Sunday, August 1, 2010

Evolutionary Kernel

In the past, I mentioned genetic algorithms as a way of producing powerful code that not even the programmer thought of. Here's what I wrote, as a refresher:
Evolution is an important principle in modern biology, and the subject is frankly impossible to understand without it. Evolutionary biology states that genes drift over time, and successful ones predominate over unsuccessful. Therefore, life adjusts to current conditions, whatever they may be.
Genetic algorithms adjust computer code, or abstract computerized representations, according to a fitness function. When the genetic algorithm is trying to design something, the fitness function works according to the qualities of the thing trying to be designed. When the genetic algorithm is designing an algorithm, the fitness function determines how efficiently the target runs.
So, I realized that genetic programming works best when we know what the correct result is, but aren't entirely sure of how to get there. So we have genetic algorithms evolve to produce the most efficient solution. (This solution can then be generalized for more abstract problems. And because of this, I think we should try to evolve an operating systems kernel.
The kernel is the central part of the OS that must run all the time, never leaving memory. It handles the computer's resources, determines which program is allowed to run (is "database" more important than "solitare?"), and prevents errors in one program from taking down the rest of the system.
Various kernels would be run through an obstacle course of tasks, like starting a certain set of programs, one of which has a pointer-arithmatic error and will "crash" it unless the kernel intervenes. There should be memory access, disk access, scheduling, and conflict management issues. Afterwards, the run time of all these is recorded. The program with the most application run time and the least kernel run time (it efficiently ran as many programs for as long as possible) "wins," and is bred into the next generation. The one with most crashes "loses" and is killed, as is the one that ran the least efficiently.
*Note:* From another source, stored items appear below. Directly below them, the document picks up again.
fn resolve(cli: CliOptions) -> Result<Config, String> {
    let data_dir = cli
        .data_dir
        .unwrap_or_else(|| PathBuf::from(DEFAULT_DATA_DIR));
    let conf_path = cli
        .conf_path
        .unwrap_or_else(|| data_dir.join(CONF_FILE_NAME));
    let conf = load_conf(&conf_path)?.unwrap_or_default();
    let conf_file = conf_path.display().to_string();
    let last = |key: &str| conf.get(key).and_then(|values| values.last()).map(String::as_str);
    let conf_number = |key: &str| -> Result<Option<u64>, String> {
        last(key)
            .map(|raw| {
                raw.parse::<u64>()
                    .map_err(|_| format!("invalid {key} '{raw}' in {conf_file}"))
            })
            .transpose()
    };
    let conf_flag = |key: &str| -> Result<Option<bool>, String> {
        last(key)
            .map(|raw| {
                parse_conf_bool(raw).ok_or_else(|| format!("invalid {key} value '{raw}' in {conf_file}"))
            })
            .transpose()
    };

    let conf_network = match last("network") {
        Some(raw) => Some(
            Network::parse(raw).ok_or_else(|| format!("invalid network '{raw}' in {conf_file}"))?,
        ),
        None if conf_flag("regtest")? == Some(true) => Some(Network::Regtest),
        None if conf_flag("testnet")? == Some(true) => Some(Network::Testnet),
        None => None,
    };
    let conf_backend = last("backend")
        .map(|raw| Backend::parse(raw).ok_or_else(|| format!("invalid backend '{raw}' in {conf_file}")))
        .transpose()?;
    let conf_level = last("loglevel")
        .map(|raw| {
            logging::Level::parse(raw).ok_or_else(|| format!("invalid loglevel '{raw}' in {conf_file}"))
        })
        .transpose()?;
    let conf_format = last("logformat")
        .map(|raw| {
            logging::Format::parse(raw)
                .ok_or_else(|| format!("invalid logformat '{raw}' in {conf_file}"))
        })
        .transpose()?;

    let coin_cache_items = match cli.coin_cache_items {
        Some(items) => items,
        None => conf_number("coincache")?.map_or(DEFAULT_COIN_CACHE_ITEMS, |items| items as usize),
    };
    let stake_cache_items = match cli.stake_cache_items {
        Some(items) => items,
        None => conf_number("stakecache")?.map_or(
            stakd_chainstate::stake::DEFAULT_STAKE_CACHE_ITEMS,
            |items| items as usize,
        ),
    };
    let flush_interval_secs = match cli.flush_interval_secs {
        Some(secs) => secs,
        None => conf_number("flushinterval")?.unwrap_or(DEFAULT_FLUSH_INTERVAL_SECS),
    };
    let status_interval_secs = match cli.status_interval_secs {
        Some(secs) => secs,
        None => conf_number("statusinterval")?.unwrap_or(DEFAULT_STATUS_INTERVAL_SECS),
    };
    let db_cache_mb = match cli.db_cache_mb {
        Some(mb) => Some(mb),
        None => conf_number("dbcache")?,
    };
    let log_timestamps = match cli.log_timestamps {
        Some(enabled) => enabled,
        None => conf_flag("logtimestamps")?.unwrap_or(true),
    };

    let mut unsupported_conf_keys: Vec<String> = conf
        .keys()
        .filter(|key| !SUPPORTED_CONF_KEYS.contains(&key.as_str()))
        .cloned()
        .collect();
    unsupported_conf_keys.sort();

    Ok(Config {
        backend: cli.backend.or(conf_backend).unwrap_or(Backend::Fjall),
        network: cli.network.or(conf_network).unwrap_or(Network::Mainnet),
        import: cli.import.or_else(|| last("import").map(PathBuf::from)),
        coin_cache_items,
        flush_interval: Duration::from_secs(flush_interval_secs),
        stake_cache_items,
        status_interval_secs,
        db_cache_bytes: db_cache_mb.map(|mb| mb.saturating_mul(1024 * 1024)),
        log_level: cli.log_level.or(conf_level).unwrap_or(logging::Level::Info),
        log_format: cli.log_format.or(conf_format).unwrap_or(logging::Format::Text),
        log_timestamps,
        unsupported_conf_keys,
        data_dir,
        conf_path,
    })
}

/// Reads a `key=value` conf file. A missing file is not an error.
pub fn load_conf(path: &Path) -> Result<Option<HashMap<String, Vec<String>>>, String> {
    let contents = match fs::read_to_string(path) {
        Ok(contents) => contents,
        Err(err) if err.kind() == std::io::ErrorKind::NotFound => return Ok(None),
        Err(err) => return Err(format!("failed to read {}: {err}", path.display())),
    };

    let mut out: HashMap<String, Vec<String>> = HashMap::new();
    for raw_line in contents.lines() {
        let mut line = raw_line.trim();
        if let Some(idx) = line.find(&['#', ';'][..]) {
            line = &line[..idx];
        }
        let line = line.trim();
        if line.is_empty() {
            continue;
        }
        let (key, value) = match line.split_once('=') {
            Some((key, value)) => (key.trim(), value.trim()),
            None => (line, "1"),
        };
        if key.is_empty() {
            continue;
        }
        out.entry(key.to_ascii_lowercase())
            .or_default()
            .push(value.to_string());
    }
    Ok(Some(out))
}

pub fn parse_conf_bool(value: &str) -> Option<bool> {
    let value = value.trim();
    if value.is_empty() {
        return Some(true);
    }
    match value.to_ascii_lowercase().as_str() {
        "1" | "true" | "yes" => Some(true),
        "0" | "false" | "no" => Some(false),
        _ => None,
    }
}

pub fn usage() -> String {
    [
        "Usage:",
        "  stakd [options]",
        "  stakd <command>",
        "",
        "Commands:",
        "  help     Print this help and exit",
        "  version  Print version and exit",
        "",
        "Options:",
        "  --help, -h                    Print this help and exit",
        "  --version, -V                 Print version and exit",
        "  --data-dir <path>             Data directory (default: data)",
        "  --conf <path>                 Config file (default: <data-dir>/stakd.conf)",
        "  --network <name>              mainnet|testnet|regtest (default: mainnet)",
        "  --testnet, --regtest          Shorthand for --network",
        "  --backend <memory|fjall>      Coin store backend (default: fjall)",
        "  --import <file>               Block file to connect; its first block is genesis",
        "  --coin-cache-items <n>        Coin cache soft bound (default: 200000)",
        "  --flush-interval-secs <n>     Minimum seconds between cache flushes (default: 60)",
        "  --stake-cache-items <n>       Stake metadata window (default: 5000)",
        "  --status-interval-secs <n>    Status line interval, 0 disables (default: 15)",
        "  --db-cache-mb <n>             Fjall block cache size",
        "  --log-level <level>           crit|error|warn|info|debug|trace (default: info)",
        "  --log-format <text|json>      Log line format (default: text)",
        "  --no-log-timestamps           Omit timestamps from log lines",
        "",
        "Config file keys:",
        "  backend, coincache, dbcache, flushinterval, import, logformat, loglevel,",
        "  logtimestamps, network, regtest, stakecache, statusinterval, testnet",
    ]
    .join("\n")
}

#[cfg(test)]
mod tests {
    use super::*;

    fn args(raw: &[&str]) -> Vec<String> {
        raw.iter().map(|value| value.to_string()).collect()
    }

    fn run_config(raw: &[&str]) -> Config {
        match parse_args_from(args(raw)).expect("parse args") {
            CliAction::Run(config) => *config,
            other => panic!("expected run action, got {other:?}"),
        }
    }

    #[test]
    fn help_and_version_short_circuit() {
        assert!(matches!(
            parse_args_from(args(&["help"])),
            Ok(CliAction::PrintHelp)
        ));
        assert!(matches!(
            parse_args_from(args(&["--data-dir", "x", "-V"])),
            Ok(CliAction::PrintVersion)
        ));
    }

    #[test]
    fn defaults_without_conf_file() {
        let dir = tempfile::tempdir().expect("tempdir");
        let config = run_config(&["--data-dir", dir.path().to_str().expect("utf8 path")]);
        assert_eq!(config.backend, Backend::Fjall);
        assert_eq!(config.network, Network::Mainnet);
        assert_eq!(config.coin_cache_items, DEFAULT_COIN_CACHE_ITEMS);
        assert_eq!(config.flush_interval, Duration::from_secs(DEFAULT_FLUSH_INTERVAL_SECS));
        assert_eq!(config.conf_path, dir.path().join(CONF_FILE_NAME));
        assert!(config.import.is_none());
        assert!(config.log_timestamps);
    }

    #[test]
    fn conf_fills_gaps_and_cli_wins() {
        let dir = tempfile::tempdir().expect("tempdir");
        fs::write(
            dir.path().join(CONF_FILE_NAME),
            "# node settings\nregtest=1\nbackend=memory\ncoincache=10 ; small\nloglevel=debug\nrpcuser=ignored\n",
        )
        .expect("write conf");
        let config = run_config(&[
            "--data-dir",
            dir.path().to_str().expect("utf8 path"),
            "--coin-cache-items",
            "25",
            "--no-log-timestamps",
        ]);
        assert_eq!(config.network, Network::Regtest);
        assert_eq!(config.backend, Backend::Memory);
        assert_eq!(config.coin_cache_items, 25);
        assert_eq!(config.log_level, logging::Level::Debug);
        assert!(!config.log_timestamps);
        assert_eq!(config.unsupported_conf_keys, vec!["rpcuser".to_string()]);
    }

    #[test]
    fn rejects_bad_values() {
        let err = parse_args_from(args(&["--backend", "rocks"])).expect_err("bad backend");
        assert!(err.starts_with("invalid backend 'rocks'"));
        let err = parse_args_from(args(&["--flush-interval-secs"])).expect_err("missing value");
        assert!(err.starts_with("missing value for --flush-interval-secs"));
        let err = parse_args_from(args(&["--bogus"])).expect_err("unknown flag");
        assert!(err.starts_with("unknown argument '--bogus'"));
    }

    #[test]
    fn conf_bool_values() {
        assert_eq!(parse_conf_bool(""), Some(true));
        assert_eq!(parse_conf_bool("No"), Some(false));
        assert_eq!(parse_conf_bool("maybe"), None);
    }
}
After many many generations, we would have the best possible kernel.
The next step would be to reverse engineer it...

2 comments:

TAE said...

People are doing exactly what you describe:

http://www.newscientist.com/article/mg20727723.700-artificial-life-forms-evolve-basic-intelligence.html?full=true

Professor Preposterous said...

Your article was mostly about applying genetic programming to robotics. I'm talking about applying genetic programming to operating systems.